Jonas Mekas (1922, Semeniškiai, Lithuania – 2019, Brooklyn, NY) Mekas was brought to the US along with his brother Adolfas in 1949 by the UN Refugee Organization. Within weeks, Mekas borrowed money to buy his first Bolex camera and began to record brief moments of his life. Today Mekas is considered among the most influential makers of avant-garde film and a master of the diaristic form.

Michelle Nguyen is an experimental multimedia artist based in NYC. In her work, she explores the darker themes of what we see in films, commercials, and childhood movies. She montages audio and imagery to manipulate their pre-existing narratives to tell a humorous but dark subplot. Through her video based installations, Michelle combines fantasy and play to create an environment that is enticing yet eerie and ominous.

Digital mixed-media artist Anne Spalter is an academic pioneer who founded the original digital fine arts programs at Brown University and The Rhode Island School of Design (RISD) in the 1990s and authored the internationally taught textbook, “The Computer in the Visual Arts” (Addison-Wesley, 1999). Her artistic process combines a consistent set of personal symbols with a hybrid arsenal of traditional mark-making methods and innovative digital tools. A new body of work, further developed at a Winter 2019 residency at MASS MoCA, combines artificial intelligence algorithms with oil paint and pastels. She is currently creating work for the blockchain.
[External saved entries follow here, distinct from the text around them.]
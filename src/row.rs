//! Data row decoding.
use bytes::Bytes;

use crate::{Result, postgres::ProtocolError, transport::V2Transport};

/// One row of a result batch.
///
/// Column payloads are opaque bytes; their meaning depends on the matching
/// field's format flag.
#[derive(Debug, Clone, PartialEq, Eq)]
pub struct Row {
    columns: Vec<Option<Bytes>>,
}

impl Row {
    /// Read a V2 tuple: a null bitmap (one bit per column, set when the
    /// value is present), then a 4-byte length and payload per non-null
    /// column. Text-mode lengths include the length field itself,
    /// binary-mode lengths do not.
    pub(crate) async fn read<T: V2Transport>(
        io: &mut T,
        columns: usize,
        binary: bool,
    ) -> Result<Self> {
        let bitmap = io.recv_bytes(columns.div_ceil(8)).await?;
        let mut values = Vec::with_capacity(columns);

        for i in 0..columns {
            if bitmap[i / 8] & (0x80 >> (i % 8)) == 0 {
                values.push(None);
                continue;
            }
            let len = io.recv_i32().await?;
            let len = if binary { len } else { len - 4 };
            let len = usize::try_from(len)
                .map_err(|_| ProtocolError::malformed("negative tuple value length"))?;
            values.push(Some(io.recv_bytes(len).await?));
        }

        Ok(Self { columns: values })
    }

    pub fn len(&self) -> usize {
        self.columns.len()
    }

    pub fn is_empty(&self) -> bool {
        self.columns.is_empty()
    }

    /// The payload of one column, `None` when NULL or out of range.
    pub fn get(&self, index: usize) -> Option<&Bytes> {
        self.columns.get(index).and_then(Option::as_ref)
    }

    pub fn columns(&self) -> &[Option<Bytes>] {
        &self.columns
    }
}

#[cfg(test)]
mod test {
    use bytes::BufMut;

    use super::*;
    use crate::transport::testing::{MemTransport, block_on};

    fn tuple(values: &[Option<&str>], binary: bool) -> MemTransport {
        let mut buf = Vec::new();
        let mut bitmap = vec![0u8; values.len().div_ceil(8)];
        for (i, value) in values.iter().enumerate() {
            if value.is_some() {
                bitmap[i / 8] |= 0x80 >> (i % 8);
            }
        }
        buf.put(&bitmap[..]);
        for value in values.iter().flatten() {
            buf.put_i32(value.len() as i32 + if binary { 0 } else { 4 });
            buf.put(value.as_bytes());
        }
        MemTransport::new(buf)
    }

    #[test]
    fn text_tuple_with_nulls() {
        let mut io = tuple(&[Some("a"), None, Some("bc")], false);
        let row = block_on(Row::read(&mut io, 3, false)).unwrap();
        assert_eq!(row.len(), 3);
        assert_eq!(row.get(0).unwrap(), &&b"a"[..]);
        assert_eq!(row.get(1), None);
        assert_eq!(row.get(2).unwrap(), &&b"bc"[..]);
        assert!(io.input.is_empty());
    }

    #[test]
    fn binary_tuple_lengths_exclude_the_prefix() {
        let mut io = tuple(&[Some("abcd")], true);
        let row = block_on(Row::read(&mut io, 1, true)).unwrap();
        assert_eq!(row.get(0).unwrap(), &&b"abcd"[..]);
        assert!(io.input.is_empty());
    }

    #[test]
    fn wide_tuple_spans_bitmap_bytes() {
        let values: Vec<Option<&str>> = (0..10).map(|i| (i % 2 == 0).then_some("x")).collect();
        let mut io = tuple(&values, false);
        let row = block_on(Row::read(&mut io, 10, false)).unwrap();
        assert_eq!(row.len(), 10);
        assert_eq!(row.get(8).unwrap(), &&b"x"[..]);
        assert_eq!(row.get(9), None);
    }
}
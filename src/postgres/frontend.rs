//! V2 frontend messages.
use crate::{
    common::debug,
    ext::UsizeExt,
    query::{FastpathParams, ParameterList, Query},
    transport::V2Transport,
};

/// Simple query message: the SQL text with bound parameter values spliced
/// in between the fragments, NUL terminated.
///
/// The optional literal prefix is how an implicit `BEGIN;` is attached to
/// a unit of work without touching the user's SQL.
pub struct QueryMessage<'a> {
    pub prefix: Option<&'a str>,
    pub query: &'a Query,
    pub params: &'a ParameterList,
}

impl QueryMessage<'_> {
    pub const MSGTYPE: u8 = b'Q';

    /// Buffer the whole message. The caller flushes it as one unit.
    pub fn write<T: V2Transport>(self, io: &mut T) {
        debug!(
            "FE=> Query(\"{}{}\")",
            self.prefix.unwrap_or(""),
            self.query.render(self.params),
        );

        io.send_u8(Self::MSGTYPE);
        if let Some(prefix) = self.prefix {
            io.send_str(prefix);
        }

        let fragments = self.query.fragments();
        for (i, fragment) in fragments.iter().enumerate() {
            io.send_str(fragment);
            if i < self.params.len() {
                self.params.write(i + 1, io);
            }
        }

        io.send_u8(b'\0');
    }
}

/// Fastpath function call message: invoke a backend function directly by
/// its numeric id, bypassing SQL text.
pub struct FastpathCall<'a> {
    pub fnid: i32,
    pub params: &'a FastpathParams,
}

impl FastpathCall<'_> {
    pub const MSGTYPE: u8 = b'F';

    pub fn write<T: V2Transport>(self, io: &mut T) {
        debug!(
            "FE=> FastpathCall(fnid={},paramCount={})",
            self.fnid,
            self.params.len(),
        );

        io.send_u8(Self::MSGTYPE);
        io.send_u8(0);
        io.send_i32(self.fnid);
        io.send_i32(self.params.len().to_i32());

        for i in 1..=self.params.len() {
            self.params.write(i, io);
        }
    }
}

#[cfg(test)]
mod test {
    use super::*;
    use crate::transport::testing::MemTransport;

    #[test]
    fn query_message_interleaves_params() {
        let query = Query::parse("select ? + ?");
        let mut params = query.parameters();
        params.bind(1, "1").unwrap();
        params.bind(2, "2").unwrap();

        let mut io = MemTransport::new(b"");
        QueryMessage { prefix: None, query: &query, params: &params }.write(&mut io);
        assert_eq!(&io.output[..], b"Qselect 1 + 2\0");
    }

    #[test]
    fn query_message_prefix_is_spliced_first() {
        let query = Query::simple("update t set a = 1");
        let params = query.parameters();

        let mut io = MemTransport::new(b"");
        QueryMessage { prefix: Some("BEGIN;"), query: &query, params: &params }.write(&mut io);
        assert_eq!(&io.output[..], b"QBEGIN;update t set a = 1\0");
    }

    #[test]
    fn fastpath_call_layout() {
        let mut params = FastpathParams::new(2);
        params.bind_int(1, 7).unwrap();
        params.bind_bytes(2, &b"ab"[..]).unwrap();

        let mut io = MemTransport::new(b"");
        FastpathCall { fnid: 1042, params: &params }.write(&mut io);

        let mut expect = Vec::new();
        expect.extend_from_slice(b"F\0");
        expect.extend_from_slice(&1042i32.to_be_bytes());
        expect.extend_from_slice(&2i32.to_be_bytes());
        expect.extend_from_slice(&4i32.to_be_bytes());
        expect.extend_from_slice(&7i32.to_be_bytes());
        expect.extend_from_slice(&2i32.to_be_bytes());
        expect.extend_from_slice(b"ab");
        assert_eq!(&io.output[..], &expect[..]);
    }
}
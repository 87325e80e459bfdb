//! Extension traits for wire primitives.
use bytes::BufMut;

/// Integer signess in postgres docs is awful.
pub trait UsizeExt {
    /// length is usize in rust, while the V2 wire wants i32,
    /// this will panic when overflow instead of wrapping
    fn to_i32(self) -> i32;
}

impl UsizeExt for usize {
    fn to_i32(self) -> i32 {
        self.try_into().expect("message size too large for protocol")
    }
}

pub trait BufMutExt {
    /// postgres String must be nul terminated
    fn put_nul_string(&mut self, string: &str);
}

impl<B: BufMut> BufMutExt for B {
    fn put_nul_string(&mut self, string: &str) {
        self.put(string.as_bytes());
        self.put_u8(b'\0');
    }
}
Spalter is also noted for her large-scale public projects. MTA Arts commissioned Spalter to create a 52-screen digital art installation, New York Dreaming, which remained on view in one of its most crowded commuter hubs (Fulton Center) for just under a year. Spalter’s 2019 large-scale projects included a 47,000 square foot LED video work on the Hong Kong harbor. Spalter’s work is in the permanent collections of the Victoria and Albert Museum (London, UK); the Albright-Knox Art Gallery (Buffalo, NY); the Rhode Island School of Design Museum (Providence, RI); The Museum of CryptoArt, and others. Alongside her studio practice, Spalter continues to lecture on digital art practice and theory.
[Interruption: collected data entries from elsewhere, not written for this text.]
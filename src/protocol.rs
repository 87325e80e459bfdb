//! Dispatch loops for the V2 request/response cycle.
use std::collections::VecDeque;

use bytes::Bytes;

use crate::{
    Result,
    column::{FieldDescription, Format},
    common::{debug, trace},
    error::ErrorChain,
    postgres::{BackendError, Notice, Notification, ProtocolError, RowDescription, backend},
    query::Query,
    row::Row,
    sink::ResultSink,
    transaction::TransactionStatus,
    transport::V2Transport,
};

/// Drain one unit of work: feed decoded backend messages to `sink` until
/// the ready-for-query marker.
///
/// Backend errors are delivered and draining continues; resynchronizing on
/// the ready marker is the only way to keep the connection usable for the
/// next unit of work. A returned error is fatal to the connection.
pub(crate) async fn process_results<T, H>(
    io: &mut T,
    transaction: &mut TransactionStatus,
    notifications: &mut VecDeque<Notification>,
    query: &Query,
    sink: &mut H,
    max_rows: usize,
) -> Result<()>
where
    T: V2Transport,
    H: ResultSink,
{
    let mut fields: Option<Vec<FieldDescription>> = None;
    let mut rows = Vec::new();

    loop {
        match io.recv_u8().await? {
            Notification::MSGTYPE => {
                let notification = Notification::read(io).await?;
                debug!(
                    "<=BE AsyncNotify(pid={},msg={})",
                    notification.process_id, notification.payload,
                );
                notifications.push_back(notification);
            }
            backend::BINARY_ROW => {
                let Some(fields) = fields.as_mut() else {
                    return Err(ProtocolError::malformed("data row before row description").into());
                };
                trace!("<=BE BinaryRow");
                let row = Row::read(io, fields.len(), true).await?;
                for field in fields.iter_mut() {
                    field.format = Format::Binary;
                }
                if max_rows == 0 || rows.len() < max_rows {
                    rows.push(row);
                }
            }
            backend::COMMAND_STATUS => {
                let status = io.recv_string().await?;
                debug!("<=BE CommandStatus({status})");
                match fields.take() {
                    Some(fields) => sink.handle_rows(query, fields, std::mem::take(&mut rows)),
                    None => interpret_command_status(&status, transaction, sink),
                }
            }
            backend::TEXT_ROW => {
                let Some(fields) = fields.as_ref() else {
                    return Err(ProtocolError::malformed("data row before row description").into());
                };
                trace!("<=BE DataRow");
                let row = Row::read(io, fields.len(), false).await?;
                if max_rows == 0 || rows.len() < max_rows {
                    rows.push(row);
                }
            }
            BackendError::MSGTYPE => {
                let error = BackendError::read(io).await?;
                debug!("<=BE ErrorResponse({error})");
                sink.handle_error(error.into());
                // keep draining
            }
            backend::EMPTY_QUERY => {
                debug!("<=BE EmptyQuery");
                io.recv_i32().await?;
            }
            Notice::MSGTYPE => {
                let notice = Notice::read(io).await?;
                debug!("<=BE NoticeResponse({})", notice.message);
                sink.handle_warning(notice.message);
            }
            backend::PORTAL_NAME => {
                let _portal = io.recv_string().await?;
                debug!("<=BE PortalName({_portal})");
            }
            RowDescription::MSGTYPE => {
                let description = RowDescription::read(io).await?;
                debug!("<=BE RowDescription({})", description.fields.len());
                fields = Some(description.fields);
                rows = Vec::new();
            }
            backend::READY_FOR_QUERY => {
                debug!("<=BE ReadyForQuery");
                return Ok(());
            }
            tag => return Err(ProtocolError::unexpected_phase(tag, "query response").into()),
        }
    }
}

/// Interpret a command-status tag.
///
/// Transaction transitions are checked first; the affected-row count and
/// generated id are only parsed for the data-modifying tags, which never
/// overlap with the transaction ones. A malformed count is reported as a
/// delivered error and the status is dropped, not delivered.
fn interpret_command_status<H: ResultSink>(
    status: &str,
    transaction: &mut TransactionStatus,
    sink: &mut H,
) {
    let mut rows = 0;
    let mut oid = 0;

    if status == "BEGIN" {
        *transaction = TransactionStatus::Open;
    } else if status == "COMMIT" || status == "ROLLBACK" {
        *transaction = TransactionStatus::Idle;
    } else if status.starts_with("INSERT")
        || status.starts_with("UPDATE")
        || status.starts_with("DELETE")
        || status.starts_with("MOVE")
    {
        match parse_tag_counts(status) {
            Some((parsed_rows, parsed_oid)) => {
                rows = parsed_rows;
                oid = parsed_oid;
            }
            None => {
                sink.handle_error(
                    ProtocolError::malformed(format!(
                        "unable to interpret the update count in command completion tag: {status}",
                    ))
                    .into(),
                );
                return;
            }
        }
    }

    sink.handle_command_status(status, rows, oid);
}

/// Parse `"INSERT 4521 3"` as `(3, 4521)`, `"UPDATE 7"` as `(7, 0)`.
///
/// The affected-row count is the token after the last space; for `INSERT`
/// the generated id is the middle token.
fn parse_tag_counts(status: &str) -> Option<(u64, u64)> {
    let last_space = status.rfind(' ')?;
    let rows = status[last_space + 1..].parse().ok()?;

    let mut oid = 0;
    if status.starts_with("INSERT") {
        let first_space = status.find(' ')?;
        if first_space == last_space {
            return None;
        }
        oid = status[first_space + 1..last_space].parse().ok()?;
    }

    Some((rows, oid))
}

/// Drain a fastpath-call response: a restricted grammar ending on the
/// ready marker.
///
/// Backend errors are chained and surfaced only after the marker; notices
/// land in the connection-level warning list since there is no sink here.
pub(crate) async fn receive_fastpath_result<T: V2Transport>(
    io: &mut T,
    notifications: &mut VecDeque<Notification>,
    warnings: &mut Vec<String>,
) -> Result<Option<Bytes>> {
    let mut errors = ErrorChain::default();
    let mut result = None;

    loop {
        match io.recv_u8().await? {
            Notification::MSGTYPE => {
                let notification = Notification::read(io).await?;
                debug!(
                    "<=BE AsyncNotify(pid={},msg={})",
                    notification.process_id, notification.payload,
                );
                notifications.push_back(notification);
            }
            BackendError::MSGTYPE => {
                let error = BackendError::read(io).await?;
                debug!("<=BE ErrorResponse({error})");
                errors.push(error.into());
            }
            Notice::MSGTYPE => {
                let notice = Notice::read(io).await?;
                debug!("<=BE NoticeResponse({})", notice.message);
                warnings.push(notice.message);
            }
            backend::FASTPATH_RESULT => {
                let mut confirm = io.recv_u8().await?;
                if confirm == b'G' {
                    debug!("<=BE FastpathResult");
                    let len = io.recv_i32().await?;
                    let len = usize::try_from(len)
                        .map_err(|_| ProtocolError::malformed("negative fastpath result length"))?;
                    result = Some(io.recv_bytes(len).await?);
                    confirm = io.recv_u8().await?;
                } else {
                    debug!("<=BE FastpathVoidResult");
                }
                if confirm != b'0' {
                    return Err(
                        ProtocolError::unexpected_phase(confirm, "fastpath response").into()
                    );
                }
            }
            backend::READY_FOR_QUERY => {
                debug!("<=BE ReadyForQuery");
                break;
            }
            tag => return Err(ProtocolError::unexpected_phase(tag, "fastpath response").into()),
        }
    }

    errors.finish()?;
    Ok(result)
}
Ziyang Wu (b.1990, Xuzhou, China) is an artist based in New York with an MFA from the Rhode Island School of Design, and a BFA from the Florence Academy of Fine Arts. His animated video, AR, AI simulation and video installation have exhibited internationally including solo exhibitions at Annka Kultys Gallery, London; Nancy Margolis Gallery, New York; Hatch Art Project, Singapore and CO2 Gallery, Florence, and group exhibitions at Medici Palace, Florence; Milan Design Week, Milan; Today Art Museum, Beijing; Times Art Museum, Beijing; Artron Art Center, Shenzhen; Powerlong Museum, Shanghai; Institute of Contemporary Art (ICA), Philadelphia; Rochester Art Center, Rochester; Cohen Gallery at Brown University, Providence; Eli Klein Gallery, New York and Microscope Gallery, New York. His recent fellowships and residencies include MacDowell; Residency Unlimited; Institute for Electronic Arts, Alfred University; Art(ists) and on the Verge Fellowship by Northern Lights.mn. He is a current member of NEW INC, an art & technology incubator founded by the New Museum.

Ezra Wube (b. 1980, Ethiopia) is a mixed media artist who lives and works in Brooklyn, NY. His work references the notion of past and present, the constant changing of place, and the dialogical tensions between “here” and “there”. His exhibitions include Centre d’Art Contemporain Genève, the 21st Contemporary Art Biennial Sesc_Videobrasil, Brazil; The 2nd edition of the Biennale d’Architecture d’Orléans, France; “Gwangju Biennale”, Gwangju, South Korea; Chrysler Museum of Art, Norfolk, VA, Art in General, kim? Contemporary Art Centre, Riga, Latvia; The Studio Museum in Harlem, NY; “Dak’Art Biennale”, Dakar, Senegal and Time Square Arts Midnight Moment, NY. His residencies, commissions and awards include Smack Mellon Studio Program, Brooklyn, NY; Pioneer Works, Brooklyn, NY; Work Space, LMCC Residency Program, New York, NY; Open Sessions Program, The Drawing Center, New York, NY; The Africa Center, NY; The Metropolitan Transportation Authority, NY; Museum of the Moving Images, Queens, NY; Rema Hort Mann Foundation; the Triangle Arts Association Residency, Brooklyn, NY and The Substation Artist Residency Program, University of Witwatersrand, Johannesburg, South Africa.